Sendo assim, o critério de Popper seria descritivo, sem se tornar uma definição castradora. Ele nos ensinaria que algumas narrativas são úteis por várias razões e que outras narrativas são úteis por outras várias razões mais uma razão específica: a de que poderiam ser falsificadas.

A palavra “ciência” em geral ser torna “Ciência”, e carrega a palavra Verdade e, junto desta, o perigo de se reintroduzir (acriticamente) a metafísica pela janela após expulsá-la pela porta. Quando falamos que uma teoria é uma narrativa falsificável, ficamos sabendo algo novo sobre tal narrativa. Mas quando falamos que uma teoria é científica, não damos nenhuma informação. O máximo que fazemos é voltar e dizer que falamos isso por causa de que tal teoria é refutável. Essa operação circular é realmente feita pelos positivistas, e isso carrega uma intenção valorativa extrema. Ora, mas não era exatamente a valoração que os positivistas sempre quiseram evitar ao falar de critérios?

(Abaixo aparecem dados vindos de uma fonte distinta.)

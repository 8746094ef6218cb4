use crate::entities::*;
use crate::request::{RequestService, RequestServiceError};
use sea_orm::*;

pub mod api;

/// A piece of equipment that maintenance requests can be raised against.
#[derive(Debug, PartialEq, Clone, Eq)]
pub struct Equipment {
    pub id: i32,
    pub name: String,
    pub serial_number: String,
    pub location: Option<String>,
    pub team_id: Option<i32>,
}

impl From<equipment::Model> for Equipment {
    fn from(model: equipment::Model) -> Self {
        Self {
            id: model.id,
            name: model.name,
            serial_number: model.serial_number,
            location: model.location,
            team_id: model.team_id,
        }
    }
}

/// Equipment together with the number of repairs currently under way.
#[derive(Debug, PartialEq, Clone, Eq)]
pub struct EquipmentDetail {
    pub equipment: Equipment,
    pub active_maintenance: u64,
}

/// A maintenance team.
#[derive(Debug, PartialEq, Clone, Eq)]
pub struct Team {
    pub id: i32,
    pub name: String,
}

impl From<maintenance_team::Model> for Team {
    fn from(model: maintenance_team::Model) -> Self {
        Self {
            id: model.id,
            name: model.name,
        }
    }
}

/// Error type for EquipmentService operations.
#[derive(Debug, thiserror::Error)]
pub enum EquipmentServiceError {
    #[error("Equipment with ID {0} not found")]
    NotFound(i32),
    /// Represents a database error.
    #[error("Database error: {0}")]
    Storage(#[from] sea_orm::DbErr),
    #[error(transparent)]
    Request(#[from] RequestServiceError),
}

/// Read-only access to equipment and teams.
pub struct EquipmentService<'a> {
    db: &'a sea_orm::DatabaseConnection,
}

impl EquipmentService<'_> {
    pub fn new(db: &sea_orm::DatabaseConnection) -> EquipmentService<'_> {
        EquipmentService { db }
    }

    /// Retrieves all equipment ordered by name.
    #[tracing::instrument(skip(self))]
    pub async fn list_equipment(&self) -> Result<Vec<Equipment>, EquipmentServiceError> {
        let equipment = equipment::Entity::find()
            .order_by_asc(equipment::Column::Name)
            .order_by_asc(equipment::Column::Id)
            .all(self.db)
            .await?
            .into_iter()
            .map(Equipment::from)
            .collect();
        Ok(equipment)
    }

    /// Retrieves one piece of equipment with its count of in-progress requests.
    #[tracing::instrument(skip(self))]
    pub async fn get_equipment(&self, id: i32) -> Result<EquipmentDetail, EquipmentServiceError> {
        let model = equipment::Entity::find_by_id(id)
            .one(self.db)
            .await?
            .ok_or(EquipmentServiceError::NotFound(id))?;
        let active_maintenance = RequestService::new(self.db)
            .count_active_for_equipment(id)
            .await?;
        Ok(EquipmentDetail {
            equipment: Equipment::from(model),
            active_maintenance,
        })
    }

    /// Retrieves all maintenance teams ordered by name.
    #[tracing::instrument(skip(self))]
    pub async fn list_teams(&self) -> Result<Vec<Team>, EquipmentServiceError> {
        let teams = maintenance_team::Entity::find()
            .order_by_asc(maintenance_team::Column::Name)
            .all(self.db)
            .await?
            .into_iter()
            .map(Team::from)
            .collect();
        Ok(teams)
    }
}
use sea_orm_migration::prelude::*;
use sea_orm_migration::schema::*;

#[derive(DeriveMigrationName)]
pub struct Migration;

#[derive(DeriveIden)]
enum MaintenanceRequest {
    Table,
    Id,
    Description,
    Status,
    EquipmentId,
    TeamId,
    TechnicianId,
    CreatedBy,
    CreatedAt,
    DurationHours,
}

#[derive(DeriveIden)]
enum Equipment {
    Table,
    Id,
}

#[derive(DeriveIden)]
enum MaintenanceTeam {
    Table,
    Id,
}

#[derive(DeriveIden)]
enum Technician {
    Table,
    Id,
}

#[derive(DeriveIden)]
enum User {
    Table,
    Id,
}

const DEFAULT_STATUS: &str = "new";
const FK_REQUEST_TO_EQUIPMENT: &str = "fk-maintenance_request-equipment_id";
const FK_REQUEST_TO_TEAM: &str = "fk-maintenance_request-team_id";
const FK_REQUEST_TO_TECHNICIAN: &str = "fk-maintenance_request-technician_id";
const FK_REQUEST_TO_CREATOR: &str = "fk-maintenance_request-created_by";

#[async_trait::async_trait]
impl MigrationTrait for Migration {
    async fn up(&self, manager: &SchemaManager) -> Result<(), DbErr> {
        manager
            .create_table(
                Table::create()
                    .table(MaintenanceRequest::Table)
                    .if_not_exists()
                    .col(pk_auto(MaintenanceRequest::Id))
                    .col(string_len(MaintenanceRequest::Description, 500))
                    .col(string_len(MaintenanceRequest::Status, 20).default(DEFAULT_STATUS))
                    .col(integer(MaintenanceRequest::EquipmentId))
                    .col(integer_null(MaintenanceRequest::TeamId))
                    .col(integer_null(MaintenanceRequest::TechnicianId))
                    .col(integer(MaintenanceRequest::CreatedBy))
                    .col(
                        timestamp_with_time_zone(MaintenanceRequest::CreatedAt)
                            .default(Expr::current_timestamp()),
                    )
                    .col(double(MaintenanceRequest::DurationHours).default(0.0))
                    .foreign_key(
                        ForeignKey::create()
                            .name(FK_REQUEST_TO_EQUIPMENT)
                            .from(MaintenanceRequest::Table, MaintenanceRequest::EquipmentId)
                            .to(Equipment::Table, Equipment::Id)
                            .on_delete(ForeignKeyAction::Restrict)
                            .on_update(ForeignKeyAction::NoAction),
                    )
                    .foreign_key(
                        ForeignKey::create()
                            .name(FK_REQUEST_TO_TEAM)
                            .from(MaintenanceRequest::Table, MaintenanceRequest::TeamId)
                            .to(MaintenanceTeam::Table, MaintenanceTeam::Id)
                            .on_delete(ForeignKeyAction::SetNull)
                            .on_update(ForeignKeyAction::NoAction),
                    )
                    .foreign_key(
                        ForeignKey::create()
                            .name(FK_REQUEST_TO_TECHNICIAN)
                            .from(MaintenanceRequest::Table, MaintenanceRequest::TechnicianId)
                            .to(Technician::Table, Technician::Id)
                            .on_delete(ForeignKeyAction::SetNull)
                            .on_update(ForeignKeyAction::NoAction),
                    )
                    .foreign_key(
                        ForeignKey::create()
                            .name(FK_REQUEST_TO_CREATOR)
                            .from(MaintenanceRequest::Table, MaintenanceRequest::CreatedBy)
                            .to(User::Table, User::Id)
                            .on_delete(ForeignKeyAction::Restrict)
                            .on_update(ForeignKeyAction::NoAction),
                    )
                    .to_owned(),
            )
            .await
    }

    async fn down(&self, manager: &SchemaManager) -> Result<(), DbErr> {
        manager
            .drop_table(Table::drop().table(MaintenanceRequest::Table).to_owned())
            .await
    }
}
use std::sync::Arc;

use crate::{
    equipment::api::v1::EquipmentState, report::api::v1::ReportState,
    request::api::v1::RequestState,
};

use axum::{Json, Router, routing::get};
use utoipa::OpenApi;

pub mod v1 {
    use serde::{Deserialize, Serialize};
    use utoipa::ToSchema;

    /// JSON response for API errors.
    #[derive(Debug, Serialize, Deserialize, ToSchema)]
    pub struct ServerErrorResponse {
        /// Machine readable error code
        pub error: String,
        /// Human readable description
        pub message: String,
    }

    impl ServerErrorResponse {
        pub fn new(error: &str, message: String) -> Self {
            Self {
                error: error.to_string(),
                message,
            }
        }

        /// Generic body for store failures. Details only go to the log.
        pub fn storage_failure() -> Self {
            Self::new(
                "STORAGE_ERROR",
                "An unexpected error occurred while processing your request. Please try again later."
                    .to_string(),
            )
        }
    }
}

#[derive(OpenApi)]
#[openapi(
    paths(
        crate::request::api::v1::create_request_handler,
        crate::request::api::v1::list_requests_handler,
        crate::request::api::v1::board_handler,
        crate::request::api::v1::get_request_handler,
        crate::request::api::v1::update_status_handler,
        crate::request::api::v1::record_duration_handler,
        crate::report::api::v1::report_summary_handler,
        crate::equipment::api::v1::list_equipment_handler,
        crate::equipment::api::v1::get_equipment_handler,
        crate::equipment::api::v1::list_teams_handler,
    ),
    components(schemas(v1::ServerErrorResponse)),
    tags(
        (name = "Requests", description = "Maintenance request lifecycle"),
        (name = "Reports", description = "Maintenance KPIs"),
        (name = "Equipment", description = "Equipment and team lookups")
    )
)]
pub struct ApiDoc;

/// Handler for GET /api-docs/openapi.json.
pub async fn openapi_handler() -> Json<utoipa::openapi::OpenApi> {
    Json(ApiDoc::openapi())
}

/// Creates the API routes for JSON API endpoints.
pub fn create_api_router(
    request_state: Arc<RequestState>,
    report_state: Arc<ReportState>,
    equipment_state: Arc<EquipmentState>,
) -> axum::Router {
    let api_routes = crate::request::api::v1::create_api_router(request_state)
        .merge(crate::report::api::v1::create_api_router(report_state))
        .merge(crate::equipment::api::v1::create_api_router(equipment_state));
    Router::new()
        .nest("/api/v1", api_routes)
        .route("/api-docs/openapi.json", get(openapi_handler))
}
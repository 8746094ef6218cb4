#![allow(dead_code)]

use chrono::{DateTime, TimeZone, Utc};
use gearguard_server::entities::sea_orm_active_enums::RequestStatus;
use gearguard_server::entities::{
    equipment, maintenance_request, maintenance_team, technician, user,
};
use migration::MigratorTrait;
use sea_orm::{ActiveModelTrait, ConnectOptions, Database, DatabaseConnection, Set};
use testcontainers_modules::testcontainers::runners::AsyncRunner;
use testcontainers_modules::{postgres, testcontainers};

/// Test context holding a freshly migrated in-memory database.
pub struct TestContext {
    pub db: DatabaseConnection,
}

/// Test context backed by a throwaway Postgres container.
pub struct PostgresContext {
    #[allow(dead_code)] // container is kept to ensure it's not dropped
    pub container: testcontainers::ContainerAsync<postgres::Postgres>,
    pub db: DatabaseConnection,
}

pub async fn setup_container() -> anyhow::Result<testcontainers::ContainerAsync<postgres::Postgres>>
{
    let container = postgres::Postgres::default().start().await?;
    Ok(container)
}

/// Connects to the Postgres container and applies all migrations.
pub async fn setup_db(
    container: &testcontainers::ContainerAsync<postgres::Postgres>,
) -> anyhow::Result<DatabaseConnection> {
    let host = container.get_host().await?;
    let port = container.get_host_port_ipv4(5432).await?;
    let db_url = format!("postgres://postgres:postgres@{}:{}/postgres", host, port);
    let db = Database::connect(&db_url).await?;
    migration::Migrator::up(&db, None).await?;
    Ok(db)
}

/// Opens a private in-memory SQLite database and applies all migrations.
pub async fn setup_sqlite_db() -> anyhow::Result<DatabaseConnection> {
    let mut options = ConnectOptions::new("sqlite::memory:");
    // A single long-lived connection keeps the in-memory database alive.
    options
        .max_connections(1)
        .min_connections(1)
        .sqlx_logging(false);
    let db = Database::connect(options).await?;
    migration::Migrator::up(&db, None).await?;
    Ok(db)
}

pub async fn setup() -> anyhow::Result<TestContext> {
    // Allow multiple calls to init for tests.
    let _ = tracing_subscriber::fmt().try_init();
    let db = setup_sqlite_db().await?;
    Ok(TestContext { db })
}

/// Same as `setup`, but against the production database driver.
pub async fn setup_postgres() -> anyhow::Result<PostgresContext> {
    let _ = tracing_subscriber::fmt().try_init();
    let container = setup_container().await?;
    let db = setup_db(&container).await?;
    Ok(PostgresContext { container, db })
}

/// Returns a fixed instant `minutes` after a reference time.
pub fn at_minute(minutes: i64) -> DateTime<Utc> {
    Utc.with_ymd_and_hms(2025, 10, 1, 8, 0, 0).unwrap() + chrono::Duration::minutes(minutes)
}

pub async fn create_team(db: &DatabaseConnection, name: &str) -> maintenance_team::Model {
    maintenance_team::ActiveModel {
        name: Set(name.to_string()),
        ..Default::default()
    }
    .insert(db)
    .await
    .unwrap()
}

pub async fn create_user(db: &DatabaseConnection, name: &str) -> user::Model {
    user::ActiveModel {
        email: Set(format!("{}@gearguard.test", name.to_lowercase())),
        name: Set(name.to_string()),
        ..Default::default()
    }
    .insert(db)
    .await
    .unwrap()
}

pub async fn create_technician(
    db: &DatabaseConnection,
    name: &str,
    team_id: i32,
) -> technician::Model {
    technician::ActiveModel {
        email: Set(format!("{}@gearguard.test", name.to_lowercase())),
        name: Set(name.to_string()),
        team_id: Set(team_id),
        ..Default::default()
    }
    .insert(db)
    .await
    .unwrap()
}

pub async fn create_equipment(
    db: &DatabaseConnection,
    name: &str,
    serial_number: &str,
    team_id: Option<i32>,
) -> equipment::Model {
    equipment::ActiveModel {
        name: Set(name.to_string()),
        serial_number: Set(serial_number.to_string()),
        location: Set(Some("Workshop".to_string())),
        team_id: Set(team_id),
        ..Default::default()
    }
    .insert(db)
    .await
    .unwrap()
}

/// Inserts a request directly, bypassing the service, with full control over its fields.
pub async fn insert_request(
    db: &DatabaseConnection,
    equipment: &equipment::Model,
    creator: &user::Model,
    status: RequestStatus,
    created_at: DateTime<Utc>,
    duration_hours: f64,
) -> maintenance_request::Model {
    maintenance_request::ActiveModel {
        description: Set(format!("Problem with {}", equipment.name)),
        status: Set(status),
        equipment_id: Set(equipment.id),
        team_id: Set(equipment.team_id),
        technician_id: Set(None),
        created_by: Set(creator.id),
        created_at: Set(created_at),
        duration_hours: Set(duration_hours),
        ..Default::default()
    }
    .insert(db)
    .await
    .unwrap()
}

É interessante termos a idéia de Popper nas mãos, a de que há narrativas contra a qual podemos imaginar um sem número de contraprovas, e a de que existem narrativas que parecem escapar de nossa mais alta capacidade imaginativa de contraprovas. Mas não há razão para dizer qualquer coisa a mais sobre elas do que aquilo que se pode dizer de narrativas não refutáveis, ou seja, avaliar sua utilidade para o que queremos fazer com elas.  Um exemplo deixa claro isso. Quando digo que “a história do homem é a história da luta de classes” tenho algo que não se presta à falsificação. Quando digo que “a água ferve a cem graus C. em condições específicas de CNPT” tenho algo que me dá chances de imaginar formas para a refutação. Ora, mas após dizer isso eu não tenho que comparar tais frases por suas refutabilidades ou não e, então, dar o batismo “é ciência” ou “não é ciência” às doutrinas correspondentes a tais frases. O que tenho de fazer com elas e ver no que elas vão ser aproveitáveis para o que espero lançar na sociedade, em termos de conversação. Suas utilidades para mim serão diferentes. E saber que uma delas é refutável, também é algo que lhe dá condições de satisfazer alguns requisitos para sua utilização.

Esse modo de ler Popper se diz wittgensteiniano. Sim, foi o que disse. Mas, a rigor, não é. É claro que esse modo de ler Popper e redescrevê-lo é devido a forte inspiração que tenho de uma incorporada forma de pensar de Rorty e Donald Davidson. Para mim, o critério de falsificabilidade é um elemento a mais da maneira pragmatista que temos de tomar as teorias. Aliás, creio que é assim que os próprios homens de ciência de laboratório se enxergam hoje em dia. Nenhum deles deixa de lado o falsificacionismo, mas nenhum deles está preocupado em responder se o que faz é ou não ciência por causa disso; eles estão ocupados em saber como podem usar resultados esperados e resultados não esperados.